On Fri, Mar 20, 2009 at 12:03 PM, Richard Lovely
<roadier...@googlemail.com>wrote:
> 2009/3/20 Chris Fuller <cfuller...@thinkingplanet.net>:
> > You should iterate over the keys of the dictionary:
> > for k in a.keys():
> > because if you iterate over the full dictionary, your items are the
> values,
> > not the keys. Otherwise your code looks correct, and I don't think its
> > terribly bad form. You could do something interesting with sets:
> > sa = set(a.keys())
> > sb = set(b.keys())
> >
> > The next step could be a for loop, but if you enjoy terseness and taking
> > advantage of language features (also should be faster for big enough
> dicts):
> > c = dict( \
> > [(k, a[k]+b[k]) for k in sa&sb ] + \
> > [(k, a[k]) for k in sa-sb ] + \
> > [(k, b[k]) for k in sb-sa ]
> > )
> >
> > which creates a new dict from a list of key, value pairs.
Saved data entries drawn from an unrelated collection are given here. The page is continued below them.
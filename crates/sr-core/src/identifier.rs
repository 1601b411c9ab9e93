//! Schema and table identifiers used in generated SQL.

use crate::newtype_string::define_identifier;

define_identifier! {
    /// Name of the schema (database) holding the change-log tables.
    pub struct SchemaName("schema", is_schema_char, "must not contain control characters");
}

define_identifier! {
    /// Name of a change-log or lock table. Rendered unquoted, so limited
    /// to ASCII letters, digits and underscores.
    pub struct TableName(
        "table",
        is_bare_identifier_char,
        "may only contain ASCII letters, digits and underscores"
    );
}

fn is_schema_char(c: char) -> bool {
    !c.is_control()
}

fn is_bare_identifier_char(c: char) -> bool {
    c.is_ascii_alphanumeric() || c == '_'
}
//! Database trait definition

use crate::error::DbResult;
use async_trait::async_trait;
use sr_core::DatabaseConnection;

/// Result rows with every cell rendered as text; `None` is SQL NULL.
pub type Rows = Vec<Vec<Option<String>>>;

/// Database abstraction trait for starrocks-migrate
///
/// Implementations must be Send + Sync for async operation. Statements run
/// one at a time on a single connection, outside any transaction.
#[async_trait]
pub trait Database: Send + Sync {
    /// Execute SQL that modifies data, returns affected rows
    async fn execute(&self, sql: &str) -> DbResult<u64>;

    /// Run a single-value integer query such as `SELECT COUNT(*) ...`
    async fn query_count(&self, sql: &str) -> DbResult<i64>;

    /// Run a query and return all rows
    async fn query_rows(&self, sql: &str) -> DbResult<Rows>;

    /// Whether executed SQL reaches a live database
    fn updates_database(&self) -> bool {
        true
    }

    /// Database type identifier for logging
    fn db_type(&self) -> &'static str;

    /// Metadata used for dialect detection
    fn connection(&self) -> &dyn DatabaseConnection;
}
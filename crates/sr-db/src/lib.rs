//! sr-db - Database layer for starrocks-migrate
//!
//! This crate provides the `Database` trait, a MySQL-wire implementation
//! for StarRocks front-ends, an offline backend that records SQL instead
//! of running it, and the lock and change-log services built on top of
//! the generator registry.

pub mod changelog;
pub mod connection;
pub mod error;
pub mod executor;
pub mod lock;
pub mod mysql;
pub mod offline;
mod row;
#[cfg(test)]
mod testing;
pub mod traits;

pub use changelog::ChangeLogService;
pub use connection::ConnectionInfo;
pub use error::{DbError, DbResult, LockError, LockResult};
pub use executor::Executor;
pub use lock::LockService;
pub use mysql::MySqlBackend;
pub use offline::OfflineDatabase;
pub use traits::{Database, Rows};
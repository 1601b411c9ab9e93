use super::*;
use crate::testing::{text_row, MockDatabase};
use sr_core::{ChangeLogContext, MySqlDialect, StarRocksDialect};

fn service_for(db: &Arc<MockDatabase>, dialect: &'static dyn sr_core::Dialect) -> ChangeLogService {
    let changelog = ChangeLogContext::new("analytics").unwrap();
    ChangeLogService::new(Arc::new(Executor::new(db.clone(), dialect, changelog)))
}

fn service(db: &Arc<MockDatabase>) -> ChangeLogService {
    service_for(db, &StarRocksDialect)
}

fn full_row(id: &str, checksum: Option<&str>) -> Vec<Option<String>> {
    text_row(&[
        Some(id),
        Some("alice"),
        Some("db/changelog.yaml"),
        Some("2024-05-01 13:04:05"),
        Some(id),
        Some("EXECUTED"),
        checksum,
        Some("createTable name=orders"),
        None,
        None,
        Some("4.29.0"),
        None,
        None,
        Some("4567890123"),
    ])
}

#[tokio::test]
async fn test_init_creates_missing_table() {
    let db = Arc::new(
        MockDatabase::starrocks().on_rows(Err(DbError::TableNotFound("missing".to_string()))),
    );
    let mut changelog = service(&db);
    changelog.init().await.unwrap();

    let executed = db.executed();
    assert_eq!(executed.len(), 1);
    assert!(executed[0].starts_with("CREATE TABLE IF NOT EXISTS `analytics`.DATABASECHANGELOG ("));
    assert!(changelog.has_table().await.unwrap());
}

#[tokio::test]
async fn test_init_existing_table_widening_is_absorbed_on_starrocks() {
    let db = Arc::new(MockDatabase::starrocks());
    let mut changelog = service(&db);
    changelog.init().await.unwrap();
    assert!(db.executed().is_empty());
}

#[tokio::test]
async fn test_init_existing_table_widens_columns_on_mysql() {
    let db = Arc::new(MockDatabase::new("mysql://root@db:3306/analytics"));
    let mut changelog = service_for(&db, &MySqlDialect);
    changelog.init().await.unwrap();
    assert_eq!(
        db.executed(),
        vec![
            "ALTER TABLE `analytics`.DATABASECHANGELOG MODIFY MD5SUM VARCHAR(35)",
            "ALTER TABLE `analytics`.DATABASECHANGELOG MODIFY DESCRIPTION VARCHAR(255)",
            "ALTER TABLE `analytics`.DATABASECHANGELOG MODIFY TAG VARCHAR(255)",
            "ALTER TABLE `analytics`.DATABASECHANGELOG MODIFY LIQUIBASE VARCHAR(20)",
        ]
    );
}

#[tokio::test]
async fn test_ran_change_sets_decodes_rows() {
    let db = Arc::new(
        MockDatabase::starrocks()
            .on_rows(Ok(Vec::new()))
            .on_rows(Ok(vec![
                full_row("1", Some("9:0a1b2c3d")),
                full_row("2", Some("not-a-checksum")),
            ])),
    );
    let mut changelog = service(&db);

    let entries = changelog.ran_change_sets().await.unwrap();
    assert_eq!(entries.len(), 2);
    assert_eq!(
        entries[0].change_set,
        ChangeSetId::new("1", "alice", "db/changelog.yaml")
    );
    assert_eq!(entries[0].exec_type, Some(ExecType::Executed));
    assert_eq!(entries[0].order_executed, Some(1));
    assert_eq!(
        entries[0].checksum.as_ref().map(ToString::to_string).as_deref(),
        Some("9:0a1b2c3d")
    );
    assert_eq!(entries[0].version_label.as_deref(), Some("4.29.0"));
    assert!(!entries[0].is_tagged());
    assert_eq!(entries[1].checksum, None);

    assert!(db.queried()[1].ends_with("ORDER BY DATEEXECUTED ASC, ORDEREXECUTED ASC"));
}

#[tokio::test]
async fn test_ran_change_sets_without_table() {
    let db = Arc::new(
        MockDatabase::starrocks().on_rows(Err(DbError::TableNotFound("missing".to_string()))),
    );
    let mut changelog = service(&db);
    assert!(changelog.ran_change_sets().await.unwrap().is_empty());
    assert_eq!(db.queried().len(), 1);
}

#[tokio::test]
async fn test_ran_change_sets_rejects_null_key() {
    let mut row = full_row("1", None);
    row[1] = None;
    let db = Arc::new(
        MockDatabase::starrocks()
            .on_rows(Ok(Vec::new()))
            .on_rows(Ok(vec![row])),
    );
    let mut changelog = service(&db);
    let err = changelog.ran_change_sets().await.unwrap_err();
    assert!(matches!(err, DbError::InvalidRow { .. }));
}

#[tokio::test]
async fn test_row_edits() {
    let db = Arc::new(MockDatabase::starrocks());
    let changelog = service(&db);
    let id = ChangeSetId::new("7", "bob", "db/changelog.yaml");

    changelog.remove_ran_status(&id).await.unwrap();
    changelog
        .update_checksum(&id, "9:ffee".parse().unwrap())
        .await
        .unwrap();
    changelog.tag("v1.0").await.unwrap();

    let executed = db.executed();
    assert_eq!(
        executed[0],
        "DELETE FROM `analytics`.DATABASECHANGELOG WHERE ID = '7' \
         AND AUTHOR = 'bob' AND FILENAME = 'db/changelog.yaml'"
    );
    assert!(executed[1].contains("SET MD5SUM = '9:ffee'"));
    assert!(executed[2].starts_with("UPDATE `analytics`.DATABASECHANGELOG SET TAG = 'v1.0'"));
}

#[test]
fn test_table_name() {
    let db = Arc::new(MockDatabase::starrocks());
    assert_eq!(service(&db).table_name().as_str(), "DATABASECHANGELOG");
}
The list is a
> sum
> > of three lists: those keys in both a and b, those only in a, and those
> only
> > in b.
> >
> > Cheers
> >
> > On Friday 20 March 2009 10:11, Emad Nawfal wrote:
> >> Hi Tutors,
> >> I have two pickled dictionaries containing word counts from two
> different
> >> corpora. I need to add the values, so that a word count is the sum of
> both.
> >> If the word "man" has a count of 2 in corpus A and a count of 3 in
> corpus
> >> B, then I need a new dictionary that has "man": 5. Please let me know
> >> whether the following is correct/incorrect, good/bad, etc.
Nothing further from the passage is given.